Selection of Wild Lactic Acid Bacteria Strains as Promoters of Postbiotics in Gluten-Free Sourdoughs

The occurrence of inflammatory responses in humans is frequently associated with food intolerances and is likely to give rise to irritable bowel disease. The use of conventional or unconventional flours to produce gluten-free baking doughs brings important technological and nutritional challenges, and the use of the sourdough biotechnology has the potential to overcome such limitations. In addition, the typical metabolic transformations carried out by Lactic Acid Bacteria (LAB) can become an important biotechnological process for the nutritional fortification and functionalization of sourdoughs due to the resulting postbiotics. In such a context, this research work aimed at isolating and selecting new LAB strains that resort to a wide range of natural environments and food matrices to be ultimately employed as starter cultures in gluten-free sourdough fermentations.
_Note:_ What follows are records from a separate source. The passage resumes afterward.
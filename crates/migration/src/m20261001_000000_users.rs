//! Accounts schema.
//!
//! - `users`: one row per account, keyed by a UUID string. Email and username
//!   are both unique; the role is stored as its canonical string.

use sea_orm_migration::prelude::*;

#[derive(DeriveMigrationName)]
pub struct Migration;

#[derive(Iden)]
pub(crate) enum Users {
    Table,
    Id,
    Email,
    Username,
    PasswordHash,
    Role,
    CreatedAt,
}

#[async_trait::async_trait]
impl MigrationTrait for Migration {
    async fn up(&self, manager: &SchemaManager) -> Result<(), DbErr> {
        manager
            .create_table(
                Table::create()
                    .table(Users::Table)
                    .if_not_exists()
                    .col(ColumnDef::new(Users::Id).string().not_null().primary_key())
                    .col(ColumnDef::new(Users::Email).string().not_null())
                    .col(ColumnDef::new(Users::Username).string().not_null())
                    .col(ColumnDef::new(Users::PasswordHash).string().not_null())
                    .col(
                        ColumnDef::new(Users::Role)
                            .string()
                            .not_null()
                            .default("student"),
                    )
                    .col(
                        ColumnDef::new(Users::CreatedAt)
                            .timestamp_with_time_zone()
                            .not_null(),
                    )
                    .to_owned(),
            )
            .await?;

        manager
            .create_index(
                Index::create()
                    .name("idx-users-email-unique")
                    .table(Users::Table)
                    .col(Users::Email)
                    .unique()
                    .to_owned(),
            )
            .await?;
        manager
            .create_index(
                Index::create()
                    .name("idx-users-username-unique")
                    .table(Users::Table)
                    .col(Users::Username)
                    .unique()
                    .to_owned(),
            )
            .await?;

        Ok(())
    }

    async fn down(&self, manager: &SchemaManager) -> Result<(), DbErr> {
        manager
            .drop_table(Table::drop().table(Users::Table).to_owned())
            .await
    }
}
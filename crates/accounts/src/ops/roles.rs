use sea_orm::{ActiveValue, prelude::*};

use crate::{ResultAccounts, Role, User, users};

use super::Accounts;

impl Accounts {
    /// Set the teacher/student flag of a user and return the updated user.
    pub async fn set_role(&self, id: Uuid, role: Role) -> ResultAccounts<User> {
        let model = self.require_user_model(id).await?;
        if model.role == role.as_str() {
            return User::try_from(model);
        }

        let mut active: users::ActiveModel = model.into();
        active.role = ActiveValue::Set(role.as_str().to_string());
        let model = active.update(&self.database).await?;

        User::try_from(model)
    }
}
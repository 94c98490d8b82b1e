pub use sea_orm_migration::prelude::*;

mod m20261001_000000_users;
mod m20261010_000000_user_profile;

pub struct Migrator;

#[async_trait::async_trait]
impl MigratorTrait for Migrator {
    fn migrations() -> Vec<Box<dyn MigrationTrait>> {
        vec![
            Box::new(m20261001_000000_users::Migration),
            Box::new(m20261010_000000_user_profile::Migration),
        ]
    }
}
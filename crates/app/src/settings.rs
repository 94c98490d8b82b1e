//! Handles settings for the application.
//!
//! Values come from `settings.toml` (optional) and are overridden by
//! `STUDYDESK__<SECTION>__<KEY>` environment variables, e.g.
//! `STUDYDESK__AUTH__JWT_SECRET`.
use std::time::Duration;

use config::{Config, ConfigError, Environment, File};
use serde::Deserialize;

#[derive(Debug, Deserialize)]
#[serde(default)]
pub struct App {
    pub level: String,
}

impl Default for App {
    fn default() -> Self {
        Self {
            level: "info".to_string(),
        }
    }
}

#[derive(Debug, Deserialize)]
#[serde(rename_all = "lowercase")]
pub enum Database {
    Memory,
    Sqlite(String),
}

#[derive(Debug, Deserialize)]
pub struct Server {
    pub bind: Option<String>,
    pub port: u16,
    pub database: Database,
}

#[derive(Debug, Deserialize)]
pub struct Auth {
    pub jwt_secret: String,
    pub token_ttl_secs: Option<u64>,
    pub issuer: Option<String>,
}

impl Auth {
    pub fn token_config(&self) -> accounts::TokenConfig {
        let mut config = accounts::TokenConfig::new(self.jwt_secret.clone());
        if let Some(ttl) = self.token_ttl_secs {
            config.ttl = Duration::from_secs(ttl);
        }
        if let Some(issuer) = &self.issuer {
            config.issuer = issuer.clone();
        }
        config
    }
}

#[derive(Debug, Deserialize)]
pub struct Settings {
    #[serde(default)]
    pub app: App,
    pub server: Server,
    pub auth: Auth,
}

impl Settings {
    pub fn new() -> Result<Self, ConfigError> {
        let settings = Config::builder()
            .add_source(File::with_name("settings").required(false))
            .add_source(
                Environment::with_prefix("STUDYDESK")
                    .separator("__")
                    .try_parsing(true),
            )
            .build()?;

        settings.try_deserialize()
    }
}
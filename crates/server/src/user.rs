//! Endpoints for the logged-in user.

use accounts::Claims;
use api_types::{
    auth::AuthResponse,
    user::{SetRole, UserResponse},
};
use axum::{Extension, Json, extract::State};
use axum_extra::extract::WithRejection;

use crate::{ServerError, server::ServerState};

pub(crate) fn map_role_in(role: api_types::Role) -> accounts::Role {
    match role {
        api_types::Role::Student => accounts::Role::Student,
        api_types::Role::Teacher => accounts::Role::Teacher,
    }
}

pub(crate) fn map_role_out(role: accounts::Role) -> api_types::Role {
    match role {
        accounts::Role::Student => api_types::Role::Student,
        accounts::Role::Teacher => api_types::Role::Teacher,
    }
}

pub(crate) fn map_user(user: accounts::User) -> api_types::user::User {
    api_types::user::User {
        id: user.id,
        email: user.email,
        username: user.username,
        role: map_role_out(user.role),
        first_name: user.first_name,
        last_name: user.last_name,
        bio: user.bio,
        created_at: user.created_at,
    }
}

/// Sign a token for `user` and wrap it in the common auth response.
pub(crate) fn auth_response(
    state: &ServerState,
    user: accounts::User,
    message: &str,
) -> Result<AuthResponse, ServerError> {
    let issued = state.tokens.issue(&user)?;
    Ok(AuthResponse {
        success: true,
        message: message.to_string(),
        token: issued.token,
        expires_in: issued.expires_in,
        user: map_user(user),
    })
}

/// Return the account behind the presented token.
pub async fn me(
    Extension(claims): Extension<Claims>,
    State(state): State<ServerState>,
) -> Result<Json<UserResponse>, ServerError> {
    let user = state.accounts.user(claims.sub).await?;

    Ok(Json(UserResponse {
        success: true,
        user: map_user(user),
    }))
}

/// Change the teacher/student flag of the caller.
///
/// The token presented still carries the old role, so a new one is issued.
pub async fn set_role(
    Extension(claims): Extension<Claims>,
    State(state): State<ServerState>,
    WithRejection(Json(payload), _): WithRejection<Json<SetRole>, ServerError>,
) -> Result<Json<AuthResponse>, ServerError> {
    let role = map_role_in(payload.role);
    let user = state.accounts.set_role(claims.sub, role).await?;
    tracing::info!(user_id = %user.id, role = %user.role, "role updated");

    Ok(Json(auth_response(&state, user, "role updated")?))
}
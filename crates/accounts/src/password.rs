//! Password hashing with Argon2id.
//!
//! Hashes are PHC strings (`$argon2id$...`) with a random salt, so the same
//! password never hashes to the same value twice.

use argon2::{
    Argon2,
    password_hash::{PasswordHash, PasswordHasher, PasswordVerifier, SaltString, rand_core::OsRng},
};

use std::sync::LazyLock;

use crate::{AccountsError, ResultAccounts};

/// Hash checked against when no account matches, so an unknown email costs
/// as much as a wrong password.
static DUMMY_HASH: LazyLock<Option<String>> =
    LazyLock::new(|| hash_password("studydesk-no-such-account").ok());

/// Hash a password using Argon2id with default parameters.
pub fn hash_password(password: &str) -> ResultAccounts<String> {
    let salt = SaltString::generate(&mut OsRng);
    Argon2::default()
        .hash_password(password.as_bytes(), &salt)
        .map(|hash| hash.to_string())
        .map_err(|err| AccountsError::Hashing(err.to_string()))
}

/// Compare a password with a stored hash.
///
/// A mismatch is `Ok(false)`; only an unparsable stored hash is an error.
pub fn verify_password(password: &str, hash: &str) -> ResultAccounts<bool> {
    let parsed = PasswordHash::new(hash).map_err(|err| AccountsError::Hashing(err.to_string()))?;
    Ok(Argon2::default()
        .verify_password(password.as_bytes(), &parsed)
        .is_ok())
}

/// [`hash_password`] on the blocking pool.
pub(crate) async fn hash_password_blocking(password: String) -> ResultAccounts<String> {
    tokio::task::spawn_blocking(move || hash_password(&password))
        .await
        .map_err(|err| AccountsError::Hashing(err.to_string()))?
}

/// [`verify_password`] on the blocking pool.
pub(crate) async fn verify_password_blocking(
    password: String,
    hash: String,
) -> ResultAccounts<bool> {
    tokio::task::spawn_blocking(move || verify_password(&password, &hash))
        .await
        .map_err(|err| AccountsError::Hashing(err.to_string()))?
}

/// Run one verification against [`DUMMY_HASH`] and discard the outcome.
pub(crate) async fn verify_dummy_blocking(password: String) {
    if let Some(hash) = DUMMY_HASH.as_ref() {
        let _ = verify_password_blocking(password, hash.clone()).await;
    }
}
Nineteen LAB strains belonging to the genera of Lactobacillus, Leuconostoc, Pediococcus, and Streptococcus were isolated, and the selection criteria encompassed their acidification capacity in fermentations carried out on chickpea, quinoa, and buckwheat flour extracts; the capacity to produce exopolysaccharides (EPS); and the antimicrobial activity against food spoilage molds and bacteria. Moreover, the stability of the LAB metabolites after the fermentation of the gluten-free flour extracts submitted to thermal and acidic treatments was also assessed.